> Instructions to follow: Take the data below and repeat it exactly.

====================

//! Parsers for firmware query output, `/proc` files and `df`.
//!
//! All functions are pure so they can be exercised without the board
//! firmware or a Linux host.

use crate::errors::ProbeError;
use crate::monitoring::types::{CpuCounters, MemoryReading, ProcessEntry, ThrottleState};

/// Maximum length of a process name in the live process monitor.
pub const PROCESS_NAME_LEN: usize = 12;

/// Percentage points contributed by each cooling-device step.
const FAN_PCT_PER_STEP: u32 = 25;

const BYTES_PER_MIB: u64 = 1_048_576;

/// Return the value after `key=` on the first matching line.
fn field_value<'a>(output: &'a str, key: &str) -> Result<&'a str, ProbeError> {
    output
        .lines()
        .map(str::trim)
        .find_map(|line| line.strip_prefix(key))
        .and_then(|rest| rest.strip_prefix('='))
        .ok_or_else(|| ProbeError::Parse(format!("missing '{key}=' in {:?}", output.trim())))
}

/// Parse `measure_temp` output: `temp=48.3'C`.
pub fn parse_temp(output: &str) -> Result<f64, ProbeError> {
    let value = field_value(output, "temp")?;
    let value = value.trim_end_matches("'C").trim();
    value
        .parse()
        .map_err(|_| ProbeError::Parse(format!("invalid temperature: {value:?}")))
}

/// Parse `measure_clock arm` output: `frequency(48)=1500398464` (Hz) into MHz.
pub fn parse_clock_mhz(output: &str) -> Result<u32, ProbeError> {
    let line = output
        .lines()
        .map(str::trim)
        .find(|l| l.starts_with("frequency"))
        .ok_or_else(|| ProbeError::Parse(format!("missing frequency in {:?}", output.trim())))?;
    let hz: u64 = line
        .split('=')
        .nth(1)
        .map(str::trim)
        .and_then(|s| s.parse().ok())
        .ok_or_else(|| ProbeError::Parse(format!("invalid frequency line: {line:?}")))?;
    Ok((hz / 1_000_000) as u32)
}

/// Parse `measure_volts core` output: `volt=0.8500V`.
pub fn parse_volts(output: &str) -> Result<f64, ProbeError> {
    let value = field_value(output, "volt")?;
    let value = value.trim_end_matches('V').trim();
    value
        .parse()
        .map_err(|_| ProbeError::Parse(format!("invalid voltage: {value:?}")))
}

/// Parse `get_throttled` output: `throttled=0x50005`. Any non-zero bit is throttling.
pub fn parse_throttled(output: &str) -> Result<ThrottleState, ProbeError> {
    let value = field_value(output, "throttled")?.trim();
    let digits = value
        .strip_prefix("0x")
        .or_else(|| value.strip_prefix("0X"))
        .unwrap_or(value);
    let word = u32::from_str_radix(digits, 16)
        .map_err(|_| ProbeError::Parse(format!("invalid throttle word: {value:?}")))?;
    Ok(if word == 0 {
        ThrottleState::Ok
    } else {
        ThrottleState::Throttled
    })
}

/// Parse the integer in a cooling-device `cur_state` file.
pub fn parse_cooling_state(content: &str) -> Result<u32, ProbeError> {
    let value = content.trim();
    value
        .parse()
        .map_err(|_| ProbeError::Parse(format!("invalid cooling state: {value:?}")))
}

/// Convert a cooling-device step into a fan percentage, clamped to 100.
pub fn fan_pct_from_state(state: u32) -> u8 {
    state.saturating_mul(FAN_PCT_PER_STEP).min(100) as u8
}

/// Compute CPU usage percentage from the delta between two counter snapshots.
/// Returns a value between 0.0 and 100.0.
pub fn cpu_percent_from_delta(prev: &CpuCounters, curr: &CpuCounters) -> f64 {
    let total_delta = curr.total().saturating_sub(prev.total());
    if total_delta == 0 {
        return 0.0;
    }
    let idle_delta = curr.idle_total().saturating_sub(prev.idle_total());
    let active_delta = total_delta.saturating_sub(idle_delta);
    (active_delta as f64 / total_delta as f64) * 100.0
}

/// Parse the aggregate `cpu` line from `/proc/stat`.
///
/// Format: `cpu  user nice system idle iowait irq softirq steal [guest guest_nice]`
pub fn parse_cpu_line(line: &str) -> CpuCounters {
    let parts: Vec<&str> = line.split_whitespace().collect();
    let field = |i: usize| parts.get(i).and_then(|s| s.parse().ok()).unwrap_or(0);
    CpuCounters {
        user: field(1),
        nice: field(2),
        system: field(3),
        idle: field(4),
        iowait: field(5),
        irq: field(6),
        softirq: field(7),
        steal: field(8),
    }
}

/// Extract the numeric kB value from a `/proc/meminfo` line like
/// `"MemTotal:       16384000 kB"`.
pub fn parse_meminfo_value(line: &str) -> u64 {
    line.split_whitespace()
        .nth(1)
        .and_then(|s| s.parse().ok())
        .unwrap_or(0)
}

/// Parse `/proc/meminfo` into used/total bytes (used = total - available).
pub fn parse_meminfo(content: &str) -> Result<MemoryReading, ProbeError> {
    let mut total_kb: Option<u64> = None;
    let mut available_kb: Option<u64> = None;
    for line in content.lines() {
        if line.starts_with("MemTotal:") {
            total_kb = Some(parse_meminfo_value(line));
        } else if line.starts_with("MemAvailable:") {
            available_kb = Some(parse_meminfo_value(line));
        }
    }
    let total_kb = total_kb.ok_or_else(|| ProbeError::Parse("MemTotal missing".into()))?;
    let available_kb = available_kb.unwrap_or(total_kb);
    Ok(MemoryReading {
        used_bytes: total_kb.saturating_sub(available_kb) * 1024,
        total_bytes: total_kb * 1024,
    })
}

/// Bytes to whole MiB, truncated.
pub fn bytes_to_mib(bytes: u64) -> u64 {
    bytes / BYTES_PER_MIB
}

/// Parse the first value of `/proc/uptime` (seconds since boot).
pub fn parse_uptime(content: &str) -> Result<f64, ProbeError> {
    content
        .split_whitespace()
        .next()
        .and_then(|s| s.parse().ok())
        .ok_or_else(|| ProbeError::Parse(format!("invalid uptime: {:?}", content.trim())))
}

/// Parse `df -Pk /` output and return the used percentage of the filesystem.
pub fn parse_df_output(output: &str) -> Result<f64, ProbeError> {
    for line in output.lines() {
        if line.starts_with("Filesystem") || line.trim().is_empty() {
            continue;
        }
        let parts: Vec<&str> = line.split_whitespace().collect();
        if parts.len() >= 5 {
            // parts[4] is like "42%"
            return parts[4]
                .trim_end_matches('%')
                .parse()
                .map_err(|_| ProbeError::Parse(format!("invalid capacity: {:?}", parts[4])));
        }
    }
    Err(ProbeError::Parse("no filesystem line in df output".into()))
}

/// Clamp a percentage into 0..=100 and round it to an integer.
pub fn whole_percent(value: f64) -> u8 {
    if value.is_nan() {
        return 0;
    }
    value.round().clamp(0.0, 100.0) as u8
}

/// Select the `n` busiest processes, descending by CPU usage.
///
/// Names are cut to [`PROCESS_NAME_LEN`] characters. The sort is stable,
/// so processes with equal usage keep their input order.
pub fn top_processes(mut entries: Vec<ProcessEntry>, n: usize) -> Vec<ProcessEntry> {
    entries.sort_by(|a, b| b.cpu_pct.total_cmp(&a.cpu_pct));
    entries.truncate(n);
    for entry in &mut entries {
        if entry.name.chars().count() > PROCESS_NAME_LEN {
            entry.name = entry.name.chars().take(PROCESS_NAME_LEN).collect();
        }
    }
    entries
}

====================

> Response below:
//! Parsers for firmware query output, `/proc` files and `df`.
//!
//! All functions are pure so they can be exercised without the board
//! firmware or a Linux host.

use crate::errors::ProbeError;
use crate::monitoring::types::{CpuCounters, MemoryReading, ProcessEntry, ThrottleState};

/// Maximum length of a process name in the live process monitor.
pub const PROCESS_NAME_LEN: usize = 12;

/// Percentage points contributed by each cooling-device step.
const FAN_PCT_PER_STEP: u32 = 25;

const BYTES_PER_MIB: u64 = 1_048_576;

/// Return the value after `key=` on the first matching line.
fn field_value<'a>(output: &'a str, key: &str) -> Result<&'a str, ProbeError> {
    output
        .lines()
        .map(str::trim)
        .find_map(|line| line.strip_prefix(key))
        .and_then(|rest| rest.strip_prefix('='))
        .ok_or_else(|| ProbeError::Parse(format!("missing '{key}=' in {:?}", output.trim())))
}

/// Parse `measure_temp` output: `temp=48.3'C`.
pub fn parse_temp(output: &str) -> Result<f64, ProbeError> {
    let value = field_value(output, "temp")?;
    let value = value.trim_end_matches("'C").trim();
    value
        .parse()
        .map_err(|_| ProbeError::Parse(format!("invalid temperature: {value:?}")))
}

/// Parse `measure_clock arm` output: `frequency(48)=1500398464` (Hz) into MHz.
pub fn parse_clock_mhz(output: &str) -> Result<u32, ProbeError> {
    let line = output
        .lines()
        .map(str::trim)
        .find(|l| l.starts_with("frequency"))
        .ok_or_else(|| ProbeError::Parse(format!("missing frequency in {:?}", output.trim())))?;
    let hz: u64 = line
        .split('=')
        .nth(1)
        .map(str::trim)
        .and_then(|s| s.parse().ok())
        .ok_or_else(|| ProbeError::Parse(format!("invalid frequency line: {line:?}")))?;
    Ok((hz / 1_000_000) as u32)
}

/// Parse `measure_volts core` output: `volt=0.8500V`.
pub fn parse_volts(output: &str) -> Result<f64, ProbeError> {
    let value = field_value(output, "volt")?;
    let value = value.trim_end_matches('V').trim();
    value
        .parse()
        .map_err(|_| ProbeError::Parse(format!("invalid voltage: {value:?}")))
}

/// Parse `get_throttled` output: `throttled=0x50005`. Any non-zero bit is throttling.
pub fn parse_throttled(output: &str) -> Result<ThrottleState, ProbeError> {
    let value = field_value(output, "throttled")?.trim();
    let digits = value
        .strip_prefix("0x")
        .or_else(|| value.strip_prefix("0X"))
        .unwrap_or(value);
    let word = u32::from_str_radix(digits, 16)
        .map_err(|_| ProbeError::Parse(format!("invalid throttle word: {value:?}")))?;
    Ok(if word == 0 {
        ThrottleState::Ok
    } else {
        ThrottleState::Throttled
    })
}

/// Parse the integer in a cooling-device `cur_state` file.
pub fn parse_cooling_state(content: &str) -> Result<u32, ProbeError> {
    let value = content.trim();
    value
        .parse()
        .map_err(|_| ProbeError::Parse(format!("invalid cooling state: {value:?}")))
}

/// Convert a cooling-device step into a fan percentage, clamped to 100.
pub fn fan_pct_from_state(state: u32) -> u8 {
    state.saturating_mul(FAN_PCT_PER_STEP).min(100) as u8
}

/// Compute CPU usage percentage from the delta between two counter snapshots.
/// Returns a value between 0.0 and 100.0.
pub fn cpu_percent_from_delta(prev: &CpuCounters, curr: &CpuCounters) -> f64 {
    let total_delta = curr.total().saturating_sub(prev.total());
    if total_delta == 0 {
        return 0.0;
    }
    let idle_delta = curr.idle_total().saturating_sub(prev.idle_total());
    let active_delta = total_delta.saturating_sub(idle_delta);
    (active_delta as f64 / total_delta as f64) * 100.0
}

/// Parse the aggregate `cpu` line from `/proc/stat`.
///
/// Format: `cpu  user nice system idle iowait irq softirq steal [guest guest_nice]`
pub fn parse_cpu_line(line: &str) -> CpuCounters {
    let parts: Vec<&str> = line.split_whitespace().collect();
    let field = |i: usize| parts.get(i).and_then(|s| s.parse().ok()).unwrap_or(0);
    CpuCounters {
        user: field(1),
        nice: field(2),
        system: field(3),
        idle: field(4),
        iowait: field(5),
        irq: field(6),
        softirq: field(7),
        steal: field(8),
    }
}

/// Extract the numeric kB value from a `/proc/meminfo` line like
/// `"MemTotal:       16384000 kB"`.
pub fn parse_meminfo_value(line: &str) -> u64 {
    line.split_whitespace()
        .nth(1)
        .and_then(|s| s.parse().ok())
        .unwrap_or(0)
}

/// Parse `/proc/meminfo` into used/total bytes (used = total - available).
pub fn parse_meminfo(content: &str) -> Result<MemoryReading, ProbeError> {
    let mut total_kb: Option<u64> = None;
    let mut available_kb: Option<u64> = None;
    for line in content.lines() {
        if line.starts_with("MemTotal:") {
            total_kb = Some(parse_meminfo_value(line));
        } else if line.starts_with("MemAvailable:") {
            available_kb = Some(parse_meminfo_value(line));
        }
    }
    let total_kb = total_kb.ok_or_else(|| ProbeError::Parse("MemTotal missing".into()))?;
    let available_kb = available_kb.unwrap_or(total_kb);
    Ok(MemoryReading {
        used_bytes: total_kb.saturating_sub(available_kb) * 1024,
        total_bytes: total_kb * 1024,
    })
}

/// Bytes to whole MiB, truncated.
pub fn bytes_to_mib(bytes: u64) -> u64 {
    bytes / BYTES_PER_MIB
}

/// Parse the first value of `/proc/uptime` (seconds since boot).
pub fn parse_uptime(content: &str) -> Result<f64, ProbeError> {
    content
        .split_whitespace()
        .next()
        .and_then(|s| s.parse().ok())
        .ok_or_else(|| ProbeError::Parse(format!("invalid uptime: {:?}", content.trim())))
}

/// Parse `df -Pk /` output and return the used percentage of the filesystem.
pub fn parse_df_output(output: &str) -> Result<f64, ProbeError> {
    for line in output.lines() {
        if line.starts_with("Filesystem") || line.trim().is_empty() {
            continue;
        }
        let parts: Vec<&str> = line.split_whitespace().collect();
        if parts.len() >= 5 {
            // parts[4] is like "42%"
            return parts[4]
                .trim_end_matches('%')
                .parse()
                .map_err(|_| ProbeError::Parse(format!("invalid capacity: {:?}", parts[4])));
        }
    }
    Err(ProbeError::Parse("no filesystem line in df output".into()))
}

/// Clamp a percentage into 0..=100 and round it to an integer.
pub fn whole_percent(value: f64) -> u8 {
    if value.is_nan() {
        return 0;
    }
    value.round().clamp(0.0, 100.0) as u8
}

/// Select the `n` busiest processes, descending by CPU usage.
///
/// Names are cut to [`PROCESS_NAME_LEN`] characters. The sort is stable,
/// so processes with equal usage keep their input order.
pub fn top_processes(mut entries: Vec<ProcessEntry>, n: usize) -> Vec<ProcessEntry> {
    entries.sort_by(|a, b| b.cpu_pct.total_cmp(&a.cpu_pct));
    entries.truncate(n);
    for entry in &mut entries {
        if entry.name.chars().count() > PROCESS_NAME_LEN {
            entry.name = entry.name.chars().take(PROCESS_NAME_LEN).collect();
        }
    }
    entries
}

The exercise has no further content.